Pas de place pour les seconds rôles
En haute montagne, on ne prend que les bagages indispensables. Pas question de s’encombrer de choses inutiles. Dans Tintin au Tibet, c’est le même principe qui prévaut à la sélection des participants à l’expédition. La grande famille de Tintin sera réduite à sa plus simple expression : le capitaine Haddock, Tchang et...Milou ! On imagine mal Bianca Castafiore ou Séraphin Lampion escaladant l’Himalaya...

L'adorable homme des neiges
Il n’est pas petit et il n’est pas à proprement parler un nouveau, mais il inaugure pourtant un genre dans Les Aventures de Tintin : celui des créatures à la frontière entre la bête et l’humain.
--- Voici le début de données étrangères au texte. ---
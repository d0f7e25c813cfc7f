use super::timeframe::Timeframe;
use rust_decimal::Decimal;
use serde::{Deserialize, Serialize};
use std::fmt;

/// One OHLC bar. Prices are non-negative, timestamp is epoch milliseconds.
#[derive(Debug, Clone, Serialize, Deserialize, PartialEq)]
pub struct Candle {
    pub timestamp: i64,
    pub open: Decimal,
    pub high: Decimal,
    pub low: Decimal,
    pub close: Decimal,
    #[serde(default)]
    pub volume: Decimal,
}

impl Candle {
    pub fn new(timestamp: i64, open: Decimal, high: Decimal, low: Decimal, close: Decimal) -> Self {
        Self {
            timestamp,
            open,
            high,
            low,
            close,
            volume: Decimal::ZERO,
        }
    }

    /// Identifier used to trace levels back to the candle they were built from
    pub fn id(&self) -> i64 {
        self.timestamp
    }

    pub fn range(&self) -> Decimal {
        self.high - self.low
    }

    pub fn body(&self) -> Decimal {
        (self.close - self.open).abs()
    }

    pub fn midpoint(&self) -> Decimal {
        (self.high + self.low) / Decimal::TWO
    }

    pub fn is_bullish(&self) -> bool {
        self.close > self.open
    }

    /// A bar is usable when prices are non-negative and the high/low envelope
    /// contains open and close.
    pub fn is_valid(&self) -> bool {
        let prices = [self.open, self.high, self.low, self.close];
        prices.iter().all(|p| !p.is_sign_negative())
            && self.high >= self.low
            && self.open <= self.high
            && self.open >= self.low
            && self.close <= self.high
            && self.close >= self.low
    }
}

/// Drops invalid bars and any bar that does not advance the timestamp.
pub fn sanitize_series(candles: Vec<Candle>) -> Vec<Candle> {
    let mut out: Vec<Candle> = Vec::with_capacity(candles.len());
    for candle in candles {
        if !candle.is_valid() {
            continue;
        }
        if let Some(last) = out.last()
            && candle.timestamp <= last.timestamp
        {
            continue;
        }
        out.push(candle);
    }
    out
}

/// The (symbol, timeframe) pair that owns one zone engine and one pipeline run
#[derive(Debug, Clone, PartialEq, Eq, Hash, PartialOrd, Ord, Serialize, Deserialize)]
pub struct SeriesKey {
    pub symbol: String,
    pub timeframe: Timeframe,
}

impl SeriesKey {
    pub fn new(symbol: impl Into<String>, timeframe: Timeframe) -> Self {
        Self {
            symbol: symbol.into(),
            timeframe,
        }
    }
}

impl fmt::Display for SeriesKey {
    fn fmt(&self, f: &mut fmt::Formatter<'_>) -> fmt::Result {
        write!(f, "{}/{}", self.symbol, self.timeframe)
    }
}

/// Whether a batch came from the exchange or from the offline generator
#[derive(Debug, Clone, Copy, PartialEq, Eq, Serialize, Deserialize)]
pub enum DataHealth {
    Live,
    Synthetic,
}

impl DataHealth {
    /// Combining batches keeps the worst health seen
    pub fn merge(self, other: DataHealth) -> DataHealth {
        match (self, other) {
            (DataHealth::Live, DataHealth::Live) => DataHealth::Live,
            _ => DataHealth::Synthetic,
        }
    }
}

impl fmt::Display for DataHealth {
    fn fmt(&self, f: &mut fmt::Formatter<'_>) -> fmt::Result {
        match self {
            DataHealth::Live => write!(f, "LIVE"),
            DataHealth::Synthetic => write!(f, "SYNTHETIC"),
        }
    }
}

/// Ordered candles (newest last) plus the health of the source that produced them
#[derive(Debug, Clone, Serialize, Deserialize)]
pub struct CandleBatch {
    pub candles: Vec<Candle>,
    pub health: DataHealth,
}

impl CandleBatch {
    pub fn live(candles: Vec<Candle>) -> Self {
        Self {
            candles,
            health: DataHealth::Live,
        }
    }

    pub fn synthetic(candles: Vec<Candle>) -> Self {
        Self {
            candles,
            health: DataHealth::Synthetic,
        }
    }

    pub fn len(&self) -> usize {
        self.candles.len()
    }

    pub fn is_empty(&self) -> bool {
        self.candles.is_empty()
    }
}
L’« abominable homme des neiges » porte bien mal son nom, car il en ressort que cette grosse boule de muscles et de poils est un être délicat, doué de sentiments, sensible et solitaire. À la fin de Tintin au Tibet, le yéti regarde s’éloigner la caravane qui emporte son seul ami. On devine sa tristesse...
Foudre Bénie
Ses interventions sont courtes mais très écoutées. Il faut souligner que ce moine de la lamaserie de Khor-Biyong, monastère tibétain perdu dans la montagne, est pris de visions lorsqu’il... lévite ! Ses pouvoirs extrasensoriels lui permettent alors de témoigner de phénomènes qu’il est le seul à pouvoir décrire. Il devient un allié inattendu pour Tintin, bien seul pour croire encore à la survie de Tchang.

Pas de méchants !
Cherchez l'erreur, il n'y en a pas ! Dans Tintin au Tibet, point de course au trésor ou de lutte contre une quelconque bande d'individus aux agissements coupables ; c'est bien d'une aventure intérieure qu'il s'agit.
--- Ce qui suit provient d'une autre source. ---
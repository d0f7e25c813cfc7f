pub mod in_memory;

pub use in_memory::{InMemorySignalRepository, InMemoryZoneRepository};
Milou, entre ange et démon
Le brave compagnon à quatre pattes n’est pas à l’abri de tout soupçon, ni même de toute tentation. Entre le devoir et la perspective d’un bon os à ronger, entre les conseils avisés de son ange gardien et ceux bien moins inspirés de son démoniaque alter ego, le fox au poil immaculé n’opte pas nécessairement pour la voie vertueuse.
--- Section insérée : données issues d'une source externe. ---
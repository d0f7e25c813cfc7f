use anyhow::Result;
use std::collections::HashSet;
use tokio::sync::watch;
use tokio::task::JoinHandle;
use tracing::{info, warn};

use crate::application::agents::key_worker::KeyWorker;
use crate::application::bootstrap::{
    persistence::{PersistenceBootstrap, PersistenceHandle},
    services::{ServicesBootstrap, ServicesHandle},
};
use crate::config::Config;
use crate::domain::market::candle::SeriesKey;
use crate::domain::zones::ZoneRegistry;

/// Running workers plus the stop flag they watch
pub struct SystemHandle {
    shutdown_tx: watch::Sender<bool>,
    workers: Vec<(SeriesKey, JoinHandle<()>)>,
}

impl SystemHandle {
    pub fn keys(&self) -> Vec<SeriesKey> {
        self.workers.iter().map(|(key, _)| key.clone()).collect()
    }

    /// Raises the stop flag and waits for every worker to finish its tick
    pub async fn shutdown(self) {
        info!("Stopping {} workers...", self.workers.len());
        let _ = self.shutdown_tx.send(true);

        let (keys, handles): (Vec<_>, Vec<_>) = self.workers.into_iter().unzip();
        let results = futures::future::join_all(handles).await;
        for (key, result) in keys.iter().zip(results) {
            if let Err(e) = result {
                warn!("KeyWorker [{}] ended abnormally: {}", key, e);
            }
        }
        info!("All workers stopped.");
    }
}

pub struct Application {
    pub config: Config,
    pub persistence: PersistenceHandle,
    pub services: ServicesHandle,
}

impl Application {
    pub async fn build(config: Config) -> Result<Self> {
        info!(
            "Building MarginZone Application ({} symbols x {} timeframes)...",
            config.service.symbols.len(),
            config.service.timeframes.len()
        );

        let persistence = PersistenceBootstrap::init(&config).await?;
        let services = ServicesBootstrap::init(&config);

        Ok(Self {
            config,
            persistence,
            services,
        })
    }

    /// Restores zone state for the configured keys
    pub async fn load_registry(&self) -> ZoneRegistry {
        let keys = self.config.keys();
        let mut registry = ZoneRegistry::with_keys(self.config.engine.zone.clone(), keys.iter().cloned());

        match self.persistence.zone_repository.load_snapshots().await {
            Ok(snapshots) => {
                let configured: HashSet<&SeriesKey> = keys.iter().collect();
                let mut restored = 0;
                for snapshot in snapshots {
                    if configured.contains(&snapshot.key) {
                        registry.restore(snapshot);
                        restored += 1;
                    }
                }
                info!("Restored zone state for {}/{} keys", restored, keys.len());
            }
            Err(e) => warn!("Failed to load zone snapshots, starting fresh: {:#}", e),
        }

        registry
    }

    /// Spawns one worker per (symbol, timeframe)
    pub async fn start(self) -> Result<SystemHandle> {
        info!("Starting workers...");

        let registry = self.load_registry().await;
        let (shutdown_tx, shutdown_rx) = watch::channel(false);

        let mut workers = Vec::with_capacity(registry.len());
        for engine in registry.into_engines() {
            let key = engine.key().clone();
            let worker = KeyWorker::new(
                engine,
                self.services.candle_source.clone(),
                self.services.orchestrator.clone(),
                self.persistence.signal_repository.clone(),
                self.persistence.zone_repository.clone(),
                self.services.notifier.clone(),
                self.config.poll_interval(key.timeframe),
            );
            let handle = tokio::spawn(worker.run(shutdown_rx.clone()));
            workers.push((key, handle));
        }

        info!("{} workers running.", workers.len());
        Ok(SystemHandle {
            shutdown_tx,
            workers,
        })
    }
}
Dans la plupart des cas, un moment d'égarement vite oublié, car fort heureusement notre Milou équilibre le jeu par une bravoure digne des plus grands.
Le capitaine rêve...
Dans leur carrière de personnages de fiction, Tintin et Haddock rêvent ou font des cauchemars. Dans Tintin au Tibet, c'est à nouveau le cas, avec pour le premier, un songe au parfum de prémonition et pour le second, imbibé d'un breuvage typiquement écossais, un troublant voyage au pays des hallucinations dont la toile de fond en rappelle une autre, celle de Giorgio De Chirico (1888-1978), peintre italien dont l'oeuvre fut - un moment - très appréciée par le mouvement surréaliste.

Un nouveau genre ?
Avec Tintin au Tibet, la bande dessinée entre dans une nouvelle dimension : spiritualité et bande dessinée. Si le mouvement, l'aventure et l'action gardent tout leur sens dans ce vingtième épisode de la série, on y décèle également bien d'autres éléments influencés de manière directe par l'évolution personnelle du dessinateur et l'orientation prise par ses lectures dans les années soixante.

Avec l'âge mûr, Hergé lit des ouvrages à dimension philosophique, avec un détour vers la psychologie et la psychanalyse. Démarche qui le conduira sur les chemins du taoïsme, du zen et du bouddhisme.